Quickview: There are two camps of film buffs. Those who love old movies because their old movies, and those who have taste. I belong to the second camp, Camp Rational. Now I REALLY want to belong to the first camp, but I don’t. I cannot like a movie simply because it is old, or because an actor is good and creepy (hell, if that were true, I’d like everything Willem Dafoe was ever in, even that movie he played the vampire from this movie in - Shadow of the Vampire), or because it birthed a genre. But I tried to watch this move four times. The longest span I made it before falling asleep was about 20 minutes (so in total, I did make most of the way through). I even tried watching it in the middle of the day, but that didn’t help.
Now, I will admit that if I were to stick myself in the time period that the movie came out, I may have liked it more. But I can’t physically do that, and I don't know how to downgrade my standards and perception enough to actually enjoy it. I see what they did, I see why it was good for then, but it doesn't work for now. Cinema has evolved and this movie has gone the way of the dodo. It is now laughable, instead of creepy. And the actor’s, especially Harker (in my version the names were actually Dracula, Harker, etc.) look like foppish mimes instead of proper heroes and villains. I can admire it for what it did at the time, but cannot force myself to enjoy it now.
Overall: 1.5 out of 5 Vampiric Mimes
Direction: 3 out of 5 Vampiric Mimes
Screenplay: .5 out of 5 Vampiric Mimes
Acting: 2 out of 5 Vampiric Mimes
Breakdown
Direction: Once again, for the time period it was okay.
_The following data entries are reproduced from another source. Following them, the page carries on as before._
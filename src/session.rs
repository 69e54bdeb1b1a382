//! Game session: one board shared by two participants.
//!
//! [`GameSession::attempt_move`] is the only way to change the board. It
//! runs entirely under the session lock, and both participants' lines for a
//! move are queued before the lock is released, so a third move can never be
//! accepted while either side is still unaware of the second.

use crate::games::tictactoe::{Board, Mark, Position};
use crate::protocol::{OPPONENT_DISCONNECTED, ServerMessage};
use derive_more::{Display, Error, From};
use std::sync::{Mutex, MutexGuard, PoisonError};
use tokio::sync::mpsc;
use tracing::{debug, info, instrument, warn};

/// Queue of lines waiting to be written to one participant's connection.
pub type Outbox = mpsc::Sender<ServerMessage>;

/// Lines an outbox holds before senders must wait for the writer.
///
/// A whole game queues fewer than 25 lines per side, so game traffic never
/// fills an outbox; only a participant that stops reading can.
pub const OUTBOX_CAPACITY: usize = 64;

/// Unique identifier for a game session.
#[derive(Debug, Clone, Copy, PartialEq, Eq, Hash, Display, From)]
#[display("session-{_0}")]
pub struct SessionId(u64);

/// Why a move was refused.
///
/// The `Display` text is what the mover sees in the rejection `MESSAGE`.
#[derive(Debug, Clone, Copy, PartialEq, Eq, Display, Error)]
pub enum MoveError {
    /// The requester does not hold the turn.
    #[display("Not your turn")]
    NotYourTurn,
    /// Target cell already holds a mark.
    #[display("Cell {_0} is already taken")]
    CellOccupied(#[error(not(source))] Position),
    /// Index outside 0-8.
    #[display("Cell {_0} is off the board (expected 0-8)")]
    OutOfRange(#[error(not(source))] usize),
    /// The board already has a winner or is full.
    #[display("The game is over")]
    GameOver,
    /// The other participant has left the session.
    #[display("{}", OPPONENT_DISCONNECTED)]
    OpponentLeft,
}

/// Result of the game from one participant's point of view.
#[derive(Debug, Clone, Copy, PartialEq, Eq)]
pub enum Outcome {
    /// This participant filled a line.
    Victory,
    /// The opponent filled a line.
    Defeat,
    /// Full board, no line.
    Tie,
    /// Undecided.
    Continue,
}

impl Outcome {
    /// Derives the outcome for `mark` from the board.
    pub fn for_mark(board: &Board, mark: Mark) -> Self {
        match board.winner() {
            Some(winner) if winner == mark => Outcome::Victory,
            Some(_) => Outcome::Defeat,
            None if board.is_full() => Outcome::Tie,
            None => Outcome::Continue,
        }
    }

    /// True unless the game is still undecided.
    pub fn is_final(self) -> bool {
        self != Outcome::Continue
    }
}

impl From<Outcome> for ServerMessage {
    fn from(outcome: Outcome) -> Self {
        match outcome {
            Outcome::Victory => ServerMessage::Victory,
            Outcome::Defeat => ServerMessage::Defeat,
            Outcome::Tie => ServerMessage::Tie,
            Outcome::Continue => ServerMessage::Continue,
        }
    }
}

#[derive(Debug)]
struct SessionState {
    board: Board,
    turn: Mark,
    moves: usize,
    outbox_x: Option<Outbox>,
    outbox_o: Option<Outbox>,
    departed: Option<Mark>,
}

impl SessionState {
    fn outbox(&self, mark: Mark) -> Option<&Outbox> {
        match mark {
            Mark::X => self.outbox_x.as_ref(),
            Mark::O => self.outbox_o.as_ref(),
        }
    }

    fn take_outbox(&mut self, mark: Mark) -> Option<Outbox> {
        match mark {
            Mark::X => self.outbox_x.take(),
            Mark::O => self.outbox_o.take(),
        }
    }

    fn notify(&self, mark: Mark, msg: ServerMessage) {
        match self.outbox(mark) {
            Some(outbox) => match outbox.try_send(msg) {
                Ok(()) => {}
                Err(mpsc::error::TrySendError::Full(_)) => {
                    warn!(%mark, "Outbox full, dropping notification");
                }
                Err(mpsc::error::TrySendError::Closed(_)) => {
                    debug!(%mark, "Writer already gone, dropping notification");
                }
            },
            None => debug!(%mark, "Participant already left, dropping notification"),
        }
    }
}

/// A game session with two participants.
#[derive(Debug)]
pub struct GameSession {
    id: SessionId,
    state: Mutex<SessionState>,
}

impl GameSession {
    /// Creates a session with an empty board and X to move.
    ///
    /// Both outboxes are wired in before either participant starts.
    #[instrument(skip(outbox_x, outbox_o))]
    pub fn new(id: SessionId, outbox_x: Outbox, outbox_o: Outbox) -> Self {
        info!(session_id = %id, "Creating new game session");
        Self {
            id,
            state: Mutex::new(SessionState {
                board: Board::new(),
                turn: Mark::FIRST,
                moves: 0,
                outbox_x: Some(outbox_x),
                outbox_o: Some(outbox_o),
                departed: None,
            }),
        }
    }

    fn lock(&self) -> MutexGuard<'_, SessionState> {
        // Every mutation completes before anything can panic, so a poisoned
        // guard still holds a consistent board.
        self.state.lock().unwrap_or_else(PoisonError::into_inner)
    }

    /// Session ID.
    pub fn id(&self) -> SessionId {
        self.id
    }

    /// Attempts to occupy `cell` for `mark`.
    ///
    /// On success the turn passes to the opponent, and before the lock is
    /// released the opponent gets `OPPONENT_MOVED` plus its status line and
    /// the mover gets `VALID_MOVE` plus its own status line. Returns the
    /// mover's outcome. On failure nothing changes and nothing is queued.
    #[instrument(skip(self), fields(session_id = %self.id))]
    pub fn attempt_move(&self, cell: usize, mark: Mark) -> Result<Outcome, MoveError> {
        let mut state = self.lock();

        if state.departed.is_some() {
            debug!("Move after a participant left");
            return Err(MoveError::OpponentLeft);
        }
        if Outcome::for_mark(&state.board, mark).is_final() {
            debug!("Move after the game ended");
            return Err(MoveError::GameOver);
        }
        if state.turn != mark {
            warn!(expected = %state.turn, "Move out of turn");
            return Err(MoveError::NotYourTurn);
        }
        let pos = Position::try_from(cell).map_err(|_| MoveError::OutOfRange(cell))?;
        if !state.board.is_empty(pos) {
            debug!(position = pos.label(), "Cell already taken");
            return Err(MoveError::CellOccupied(pos));
        }

        state.board.occupy(pos, mark);
        state.moves += 1;
        let opponent = mark.opponent();
        state.turn = opponent;

        let opponent_outcome = Outcome::for_mark(&state.board, opponent);
        state.notify(opponent, ServerMessage::OpponentMoved(cell));
        state.notify(opponent, opponent_outcome.into());

        let outcome = Outcome::for_mark(&state.board, mark);
        state.notify(mark, ServerMessage::ValidMove);
        state.notify(mark, outcome.into());

        info!(
            position = pos.label(),
            moves = state.moves,
            ?outcome,
            ?opponent_outcome,
            "Move accepted"
        );
        Ok(outcome)
    }

    /// Outcome for `mark` on the current board.
    pub fn outcome_for(&self, mark: Mark) -> Outcome {
        Outcome::for_mark(&self.lock().board, mark)
    }

    /// Records that `mark` left the session.
    ///
    /// Drops the session's handle on the leaver's outbox. If the game was
    /// still undecided the remaining participant is told, and any further
    /// moves are refused.
    #[instrument(skip(self), fields(session_id = %self.id))]
    pub fn leave(&self, mark: Mark) {
        let mut state = self.lock();
        drop(state.take_outbox(mark));

        if state.departed.is_some() {
            debug!("Second participant left");
            return;
        }
        state.departed = Some(mark);

        if Outcome::for_mark(&state.board, mark).is_final() {
            info!("Participant left after the game ended");
        } else {
            info!("Participant left mid-game, notifying opponent");
            state.notify(
                mark.opponent(),
                ServerMessage::message(OPPONENT_DISCONNECTED),
            );
        }
    }

    /// Snapshot of the board.
    pub fn board(&self) -> Board {
        self.lock().board.clone()
    }

    /// Mark allowed to move next.
    pub fn turn_holder(&self) -> Mark {
        self.lock().turn
    }

    /// Number of accepted moves.
    pub fn moves_played(&self) -> usize {
        self.lock().moves
    }
}

impl Drop for GameSession {
    fn drop(&mut self) {
        debug!(session_id = %self.id, "Session released");
    }
}
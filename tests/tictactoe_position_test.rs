//! Tests for tic-tac-toe positions.

use strictly_duel::{Board, Mark, OutOfRange, Position, Square};

#[test]
fn test_position_to_index() {
    assert_eq!(Position::TopLeft.to_index(), 0);
    assert_eq!(Position::Center.to_index(), 4);
    assert_eq!(Position::BottomRight.to_index(), 8);
}

#[test]
fn test_position_from_index() {
    assert_eq!(Position::from_index(0), Some(Position::TopLeft));
    assert_eq!(Position::from_index(4), Some(Position::Center));
    assert_eq!(Position::from_index(8), Some(Position::BottomRight));
    assert_eq!(Position::from_index(9), None);
    assert_eq!(Position::try_from(9), Err(OutOfRange { index: 9 }));
}

#[test]
fn test_occupied_squares_stay_occupied() {
    let mut board = Board::new();
    board.occupy(Position::TopLeft, Mark::X);
    board.occupy(Position::Center, Mark::O);

    let empty: Vec<Position> = Position::ALL
        .into_iter()
        .filter(|p| board.is_empty(*p))
        .collect();
    assert_eq!(empty.len(), 7);
    assert!(!empty.contains(&Position::TopLeft));
    assert!(!empty.contains(&Position::Center));
    assert_eq!(board.get(Position::TopLeft), Square::Occupied(Mark::X));
    assert_eq!(board.occupied(), 2);
}
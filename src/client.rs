//! Terminal client for playing against another connected participant.
//!
//! [`ClientView`] tracks what the server has told us and decides when to
//! ask the user for a move; [`play`] wires it to a TCP connection and the
//! terminal.

use crate::games::tictactoe::{Board, Mark, Position};
use crate::protocol::{ClientCommand, OPPONENT_DISCONNECTED, ServerMessage, YOUR_TURN};
use std::io::Write;
use tokio::io::{AsyncBufReadExt, AsyncWriteExt, BufReader, Lines, Stdin};
use tokio::net::TcpStream;
use tracing::{debug, info, instrument, warn};

/// What the terminal should do after a server line.
#[derive(Debug, Clone, PartialEq, Eq)]
pub enum ClientAction {
    /// Nothing to ask; keep reading.
    Wait,
    /// It is our turn (again): ask for a cell.
    AskMove,
    /// The game ended with this outcome line.
    Finished(ServerMessage),
    /// The opponent left before the game was decided.
    Abandoned,
}

/// Local mirror of the game, built only from server messages.
#[derive(Debug, Clone, Default)]
pub struct ClientView {
    mark: Option<Mark>,
    board: Board,
    pending: Option<usize>,
    opponent_just_moved: bool,
}

impl ClientView {
    /// Creates an empty view.
    pub fn new() -> Self {
        Self::default()
    }

    /// Our mark, once welcomed.
    pub fn mark(&self) -> Option<Mark> {
        self.mark
    }

    /// Board as we know it.
    pub fn board(&self) -> &Board {
        &self.board
    }

    /// Remembers the cell we just asked for, until the server answers.
    pub fn move_sent(&mut self, cell: usize) {
        self.pending = Some(cell);
    }

    fn mark_cell(&mut self, cell: usize, mark: Mark) {
        match Position::from_index(cell) {
            Some(pos) if self.board.is_empty(pos) => self.board.occupy(pos, mark),
            _ => warn!(cell, "Server reported an impossible cell"),
        }
    }

    /// Applies one server line.
    #[instrument(skip(self))]
    pub fn apply(&mut self, msg: &ServerMessage) -> ClientAction {
        match msg {
            ServerMessage::Welcome(mark) => {
                self.mark = Some(*mark);
                ClientAction::Wait
            }
            ServerMessage::Message(text) if text == YOUR_TURN => ClientAction::AskMove,
            ServerMessage::Message(text) if text == OPPONENT_DISCONNECTED => ClientAction::Abandoned,
            ServerMessage::Message(_) => {
                // A message while a move is pending is its rejection.
                if self.pending.take().is_some() {
                    ClientAction::AskMove
                } else {
                    ClientAction::Wait
                }
            }
            ServerMessage::ValidMove => {
                if let (Some(cell), Some(mark)) = (self.pending.take(), self.mark) {
                    self.mark_cell(cell, mark);
                }
                ClientAction::Wait
            }
            ServerMessage::OpponentMoved(cell) => {
                if let Some(mark) = self.mark {
                    self.mark_cell(*cell, mark.opponent());
                }
                self.opponent_just_moved = true;
                ClientAction::Wait
            }
            ServerMessage::Continue => {
                if std::mem::take(&mut self.opponent_just_moved) {
                    ClientAction::AskMove
                } else {
                    ClientAction::Wait
                }
            }
            ServerMessage::Victory | ServerMessage::Defeat | ServerMessage::Tie => {
                ClientAction::Finished(msg.clone())
            }
        }
    }
}

fn write_text<W: Write>(out: &mut W, text: &str) -> std::io::Result<()> {
    out.write_all(text.as_bytes())?;
    out.flush()
}

fn show(text: &str) -> std::io::Result<()> {
    write_text(&mut std::io::stdout().lock(), text)
}

/// Reads one line from the terminal; `None` on end of input.
async fn ask(stdin: &mut Lines<BufReader<Stdin>>, prompt: &str) -> std::io::Result<Option<String>> {
    show(prompt)?;
    Ok(stdin.next_line().await?.map(|l| l.trim().to_string()))
}

/// Plays one game. Returns false if the user quit.
async fn play_round(addr: &str, stdin: &mut Lines<BufReader<Stdin>>) -> std::io::Result<bool> {
    let stream = TcpStream::connect(addr).await?;
    info!(%addr, "Connected");
    let (read_half, mut write_half) = stream.into_split();
    let mut server = BufReader::new(read_half).lines();
    let mut view = ClientView::new();

    while let Some(line) = server.next_line().await? {
        let msg = match ServerMessage::parse(&line) {
            Ok(msg) => msg,
            Err(e) => {
                debug!(error = %e, "Ignoring line");
                continue;
            }
        };
        if let ServerMessage::Message(text) = &msg {
            show(&format!("{text}\n"))?;
        }

        match view.apply(&msg) {
            ClientAction::Wait => {}
            ClientAction::AskMove => {
                show(&format!("\n{}\n\n", view.board().display()))?;
                let cell = loop {
                    let Some(input) = ask(stdin, "Your move (0-8, q to quit): ").await? else {
                        return Ok(false);
                    };
                    if input.eq_ignore_ascii_case("q") {
                        write_half.write_all(format!("{}\n", ClientCommand::Quit).as_bytes()).await?;
                        return Ok(false);
                    }
                    match input.parse::<usize>() {
                        Ok(cell) => break cell,
                        Err(_) => show("Enter a number 0-8.\n")?,
                    }
                };
                view.move_sent(cell);
                write_half
                    .write_all(format!("{}\n", ClientCommand::Move(cell)).as_bytes())
                    .await?;
            }
            ClientAction::Finished(outcome) => {
                show(&format!("\n{}\n\n", view.board().display()))?;
                let text = match outcome {
                    ServerMessage::Victory => "You win!",
                    ServerMessage::Defeat => "You lose.",
                    _ => "It's a tie.",
                };
                show(&format!("{text}\n"))?;
                write_half.write_all(format!("{}\n", ClientCommand::Quit).as_bytes()).await?;
                return Ok(true);
            }
            ClientAction::Abandoned => {
                write_half.write_all(format!("{}\n", ClientCommand::Quit).as_bytes()).await?;
                return Ok(true);
            }
        }
    }

    show("Disconnected from server.\n")?;
    Ok(true)
}

/// Plays games against `addr` until the user declines another round.
#[instrument]
pub async fn play(addr: &str) -> std::io::Result<()> {
    let mut stdin = BufReader::new(tokio::io::stdin()).lines();
    loop {
        if !play_round(addr, &mut stdin).await? {
            return Ok(());
        }
        match ask(&mut stdin, "Play again? [y/N] ").await? {
            Some(answer) if answer.eq_ignore_ascii_case("y") => continue,
            _ => return Ok(()),
        }
    }
}
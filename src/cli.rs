//! Command-line interface for strictly_duel.

use clap::{Parser, Subcommand};
use std::path::PathBuf;

/// Strictly Duel - two-player tic-tac-toe over TCP
#[derive(Parser, Debug)]
#[command(name = "strictly_duel")]
#[command(about = "Pairs players two at a time into tic-tac-toe sessions", long_about = None)]
#[command(version)]
pub struct Cli {
    /// Subcommand to run
    #[command(subcommand)]
    pub command: Command,
}

/// Available commands
#[derive(Subcommand, Debug)]
pub enum Command {
    /// Run the game server
    Serve {
        /// TOML config file (host, port)
        #[arg(short, long)]
        config: Option<PathBuf>,

        /// Host to bind to (overrides config)
        #[arg(long)]
        host: Option<String>,

        /// Port to bind to (overrides config)
        #[arg(short, long)]
        port: Option<u16>,
    },

    /// Join a game from the terminal
    Play {
        /// Server host
        #[arg(long, default_value = "127.0.0.1")]
        host: String,

        /// Server port
        #[arg(short, long, default_value_t = strictly_duel::DEFAULT_PORT)]
        port: u16,
    },
}
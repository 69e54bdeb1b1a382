//! Strictly Duel - unified CLI
//!
//! Runs the game server or a terminal client.

#![warn(missing_docs)]

mod cli;

use anyhow::Result;
use clap::Parser;
use cli::{Cli, Command};
use std::path::PathBuf;
use strictly_duel::{GameServer, ServerConfig};
use tracing::info;
use tracing_subscriber::EnvFilter;

#[tokio::main]
async fn main() -> Result<()> {
    // Load .env file
    dotenvy::dotenv().ok();

    tracing_subscriber::fmt()
        .with_env_filter(
            EnvFilter::try_from_default_env().unwrap_or_else(|_| EnvFilter::new("info")),
        )
        .with_writer(std::io::stderr)
        .init();

    let cli = Cli::parse();

    match cli.command {
        Command::Serve { config, host, port } => run_server(config, host, port).await,
        Command::Play { host, port } => {
            strictly_duel::play(&ServerConfig::new(host, port).addr()).await?;
            Ok(())
        }
    }
}

/// Run the game server until Ctrl-C.
async fn run_server(config: Option<PathBuf>, host: Option<String>, port: Option<u16>) -> Result<()> {
    let config = match config {
        Some(path) => ServerConfig::from_file(path)?,
        None => ServerConfig::default(),
    }
    .with_overrides(host, port);

    info!(addr = %config.addr(), "Starting Strictly Duel server");
    let server = GameServer::bind(&config).await?;

    server
        .run_until(async {
            if let Err(e) = tokio::signal::ctrl_c().await {
                tracing::error!(error = %e, "Failed to listen for Ctrl-C");
                std::future::pending::<()>().await;
            }
        })
        .await;

    info!("Server stopped");
    Ok(())
}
I can see what they did, and how it set some precedence that are found in modern scary movies. The look and feel of the movie were easily the strongest attributes of the movie.
Screenplay: Awful. Just awful. I realize some things get lost in translation, but it must have been a whole lot that was lost if people weren't giggling like school girls when they saw it. Wait, do German school girls giggle? Do Germans giggle period? Or even smile?
Acting: If the dude who played Dracula was alone in the movie, It’d have been okay. He was good. He could have even been the German Boris Karloff. But unfortunately, everyone else was so spastic and silly, it ruined it for me (and hurt my head after a few minutes).
Overall: When someone asks what your favorite movie or actor is, it makes you sound so much cooler and sophisticated to list old movies and dead actors. The older and deader, the cooler you are. As such, I was excited to get to include Noseferatu, the first vampire movie ever into my pretentious repertoire. But alas, I cannot.
The best I can do is to equate it to my viewpoint on tribal paintings found on cave walls. I think it’s cool that they figured out a way to express themselves and to tell their history in a non oral fashion, but it doesn’t mean I like it and want to hang it on my wall. This movie had amazing special effects for the time, and Dracula was hardcore creepy for the time, but it just didn’t have the longevity that some older films (anything Buster Keaton was in comes to mind) had.